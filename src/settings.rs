//! Per-user budget settings: the monthly budget for variable expenses and
//! the expected monthly income.

use std::sync::{Arc, Mutex};

use axum::{
    Json,
    extract::{FromRef, State},
};
use axum_extra::extract::Form;
use rusqlite::{Connection, OptionalExtension, params};
use serde::{Deserialize, Serialize};

use crate::{
    ActionResponse, AppState, Error,
    app_state::lock_connection,
    identity::ExternalIdentity,
    user::{UserId, get_or_create_user},
    validation::{ValidationError, ValidationResult, round_to_cents},
};

/// A user's budget settings.
#[derive(Debug, Clone, Copy, PartialEq, Serialize, Deserialize, Default)]
#[serde(rename_all = "camelCase")]
pub struct UserSettings {
    /// The amount the user plans to spend on variable expenses each month.
    pub monthly_budget: f64,
    /// The amount the user expects to earn each month.
    pub monthly_income: f64,
}

/// Create the user_settings table in the database.
///
/// # Errors
/// Returns an error if the table cannot be created or if there is an SQL error.
pub fn create_user_settings_table(connection: &Connection) -> Result<(), rusqlite::Error> {
    connection.execute(
        "CREATE TABLE IF NOT EXISTS user_settings (
            user_id INTEGER PRIMARY KEY,
            monthly_budget REAL NOT NULL DEFAULT 0,
            monthly_income REAL NOT NULL DEFAULT 0,
            FOREIGN KEY(user_id) REFERENCES user(id) ON UPDATE CASCADE ON DELETE CASCADE
        )",
        (),
    )?;

    Ok(())
}

/// Get the settings for `user_id`, or all zeros if the user never saved any.
///
/// # Errors
/// Returns [Error::SqlError] if there is an SQL error.
pub fn get_user_settings(user_id: UserId, connection: &Connection) -> Result<UserSettings, Error> {
    let settings = connection
        .query_row(
            "SELECT monthly_budget, monthly_income FROM user_settings WHERE user_id = ?1",
            [user_id.as_i64()],
            |row| {
                Ok(UserSettings {
                    monthly_budget: row.get(0)?,
                    monthly_income: row.get(1)?,
                })
            },
        )
        .optional()?;

    Ok(settings.unwrap_or_default())
}

/// Insert or replace the settings for `user_id`.
///
/// # Errors
/// Returns [Error::SqlError] if there is an SQL error.
pub fn save_user_settings(
    user_id: UserId,
    settings: UserSettings,
    connection: &Connection,
) -> Result<(), Error> {
    connection.execute(
        "INSERT INTO user_settings (user_id, monthly_budget, monthly_income) VALUES (?1, ?2, ?3)
         ON CONFLICT(user_id) DO UPDATE SET
            monthly_budget = excluded.monthly_budget,
            monthly_income = excluded.monthly_income",
        params![
            user_id.as_i64(),
            settings.monthly_budget,
            settings.monthly_income
        ],
    )?;

    Ok(())
}

/// The form for saving budget settings.
#[derive(Debug, Clone, Default, Serialize, Deserialize)]
pub struct SettingsForm {
    /// The monthly budget for variable expenses as typed by the user.
    #[serde(rename = "monthlyBudget")]
    pub monthly_budget: Option<String>,
    /// The expected monthly income as typed by the user.
    #[serde(rename = "monthlyIncome")]
    pub monthly_income: Option<String>,
}

impl SettingsForm {
    /// Parse both values, each of which must be a finite, non-negative number.
    ///
    /// # Errors
    /// Returns [ValidationError::InvalidAmount] if either value is missing,
    /// not a number or negative.
    pub fn validate(&self) -> ValidationResult<UserSettings> {
        Ok(UserSettings {
            monthly_budget: parse_setting(self.monthly_budget.as_deref())?,
            monthly_income: parse_setting(self.monthly_income.as_deref())?,
        })
    }
}

fn parse_setting(raw_value: Option<&str>) -> ValidationResult<f64> {
    match raw_value.map(|value| value.trim().parse::<f64>()) {
        Some(Ok(value)) if value.is_finite() && value >= 0.0 => Ok(round_to_cents(value)),
        _ => Err(ValidationError::InvalidAmount),
    }
}

/// The state needed to read and save budget settings.
#[derive(Debug, Clone)]
pub struct SettingsState {
    db_connection: Arc<Mutex<Connection>>,
}

impl FromRef<AppState> for SettingsState {
    fn from_ref(state: &AppState) -> Self {
        Self {
            db_connection: state.db_connection.clone(),
        }
    }
}

/// A route handler that returns the user's budget settings.
pub async fn get_settings_endpoint(
    State(state): State<SettingsState>,
    identity: ExternalIdentity,
) -> Result<Json<UserSettings>, Error> {
    let connection = lock_connection(&state.db_connection)?;
    let user = get_or_create_user(&identity, &connection)?;

    get_user_settings(user.id, &connection).map(Json)
}

/// A route handler that saves the user's budget settings.
pub async fn save_settings_endpoint(
    State(state): State<SettingsState>,
    identity: ExternalIdentity,
    Form(form): Form<SettingsForm>,
) -> Result<ActionResponse, Error> {
    let settings = form.validate().inspect_err(|error| {
        tracing::warn!("Rejected settings from {}: {error}", identity.external_id);
    })?;

    let connection = lock_connection(&state.db_connection)?;
    let user = get_or_create_user(&identity, &connection)?;

    save_user_settings(user.id, settings, &connection)
        .inspect_err(|error| tracing::error!("Could not save settings for {}: {error}", user.id))?;

    Ok(ActionResponse::ok())
}
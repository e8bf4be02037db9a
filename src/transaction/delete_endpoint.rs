use std::sync::{Arc, Mutex};

use axum::extract::{FromRef, Path, State};
use rusqlite::Connection;

use crate::{
    ActionResponse, AppState, Error,
    app_state::lock_connection,
    identity::ExternalIdentity,
    transaction::{core::delete_transaction, form::parse_transaction_id},
    user::get_or_create_user,
};

/// The state needed to delete a transaction.
#[derive(Debug, Clone)]
pub struct DeleteTransactionState {
    /// The database connection for managing transactions.
    db_connection: Arc<Mutex<Connection>>,
}

impl FromRef<AppState> for DeleteTransactionState {
    fn from_ref(state: &AppState) -> Self {
        Self {
            db_connection: state.db_connection.clone(),
        }
    }
}

/// A route handler for deleting one of the user's transactions.
///
/// Responds with 404 if the transaction does not exist or belongs to another user.
pub async fn delete_transaction_endpoint(
    State(state): State<DeleteTransactionState>,
    identity: ExternalIdentity,
    Path(raw_transaction_id): Path<String>,
) -> Result<ActionResponse, Error> {
    let transaction_id = parse_transaction_id(&raw_transaction_id)?;

    let connection = lock_connection(&state.db_connection)?;
    let user = get_or_create_user(&identity, &connection)?;

    match delete_transaction(transaction_id, user.id, &connection) {
        Ok(0) => Err(Error::DeleteMissingTransaction),
        Ok(_) => {
            tracing::info!("Deleted transaction {transaction_id} for user {}", user.id);
            Ok(ActionResponse::ok())
        }
        Err(error) => {
            tracing::error!("Could not delete transaction {transaction_id}: {error}");
            Err(error)
        }
    }
}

------------------------

■ **What this task involves**: All lines above with "UserId" in them should be returned.

■ **Answer section**:
    user::{UserId, get_or_create_user},
pub fn get_user_settings(user_id: UserId, connection: &Connection) -> Result<UserSettings, Error> {
    user_id: UserId,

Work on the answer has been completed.